### GOAL OF THE EXERCISE
Among the entries below, please show each line that carries the word "comic".

Dataset entries
*-*-*

//! Prompt templates, one per use-case. User text is embedded verbatim.

use crate::models::{ColorTheme, EditStyle, MemeStyle, PosterStyle, StoryStyle};

pub fn edit_prompt(instruction: &str, style: EditStyle) -> String {
    format!(
        "Modify the uploaded image according to: \"{}\". Style: {}. \
         Preserve main objects unless instructed to change. \
         Maintain realistic lighting and perspective.",
        instruction, style
    )
}

pub fn storybook_page_prompt(page_text: &str, style: StoryStyle) -> String {
    format!(
        "Generate a comic panel from the following story page: \"{}\". Style: {}. \
         The image should not contain any text. \
         The image should be visually appealing for a children's storybook.",
        page_text, style
    )
}

/// The poster text is context only; the directive keeps it out of the image.
pub fn poster_prompt(text: &str, style: PosterStyle, color_theme: ColorTheme) -> String {
    format!(
        "Generate a visually striking poster background. The poster text will be \"{}\". \
         The style should be: {}. The color theme should be: {}. \
         The design must be high-impact, focusing on composition and readability, \
         leaving appropriate space for the text to be overlaid later. \
         Do NOT include the text in the image.",
        text, style, color_theme
    )
}

pub fn meme_prompt(caption: &str, style: MemeStyle) -> String {
    format!(
        "Generate a funny or expressive image that would work as a meme background \
         for the caption: \"{}\". Style: {}. \
         The image must leave ample clear space for text overlay. \
         Do NOT include any text in the image itself. \
         The image should be humorous and relatable.",
        caption, style
    )
}

#[cfg(test)]
mod tests {
    use super::*;

    #[test]
    fn edit_prompt_embeds_instruction_and_style() {
        let prompt = edit_prompt("add a pirate hat", EditStyle::PixelArt);
        assert!(prompt.contains("\"add a pirate hat\""));
        assert!(prompt.contains("Style: pixel-art."));
        assert!(prompt.contains("Preserve main objects"));
        assert!(prompt.contains("realistic lighting and perspective"));
    }

    #[test]
    fn storybook_prompt_forbids_text() {
        let prompt = storybook_page_prompt("The fox ran home.", StoryStyle::Watercolor);
        assert!(prompt.contains("\"The fox ran home.\""));
        assert!(prompt.contains("Style: watercolor."));
        assert!(prompt.contains("should not contain any text"));
        assert!(prompt.contains("comic panel"));
    }

    #[test]
    fn poster_prompt_reserves_space_and_excludes_text() {
        let prompt = poster_prompt(
            "Summer Music Festival",
            PosterStyle::Futuristic,
            ColorTheme::Neon,
        );
        assert!(prompt.contains("\"Summer Music Festival\""));
        assert!(prompt.contains("The style should be: futuristic."));
        assert!(prompt.contains("The color theme should be: neon."));
        assert!(prompt.contains("space for the text to be overlaid"));
        assert!(prompt.contains("Do NOT include the text in the image."));
    }

    #[test]
    fn meme_prompt_reserves_space_and_excludes_text() {
        let prompt = meme_prompt("One does not simply...", MemeStyle::VintagePhoto);
        assert!(prompt.contains("\"One does not simply...\""));
        assert!(prompt.contains("Style: vintage-photo."));
        assert!(prompt.contains("ample clear space for text overlay"));
        assert!(prompt.contains("Do NOT include any text in the image itself."));
    }

    #[test]
    fn builders_are_deterministic() {
        assert_eq!(
            edit_prompt("make it night", EditStyle::Manga),
            edit_prompt("make it night", EditStyle::Manga)
        );
        assert_eq!(
            poster_prompt("Sale", PosterStyle::Grunge, ColorTheme::EarthTones),
            poster_prompt("Sale", PosterStyle::Grunge, ColorTheme::EarthTones)
        );
        assert_eq!(
            meme_prompt("me irl", MemeStyle::Surreal),
            meme_prompt("me irl", MemeStyle::Surreal)
        );
        assert_eq!(
            storybook_page_prompt("A.", StoryStyle::Anime),
            storybook_page_prompt("A.", StoryStyle::Anime)
        );
    }

    #[test]
    fn builders_accept_arbitrary_text() {
        let odd = "quotes \" and\nnewlines {}";
        assert!(meme_prompt(odd, MemeStyle::Cartoon).contains(odd));
        assert!(edit_prompt("", EditStyle::Realistic).contains("\"\""));
    }
}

*-*-*

### SOLUTION FOR THIS PROBLEM
        "Generate a comic panel from the following story page: \"{}\". Style: {}. \
        assert!(prompt.contains("comic panel"));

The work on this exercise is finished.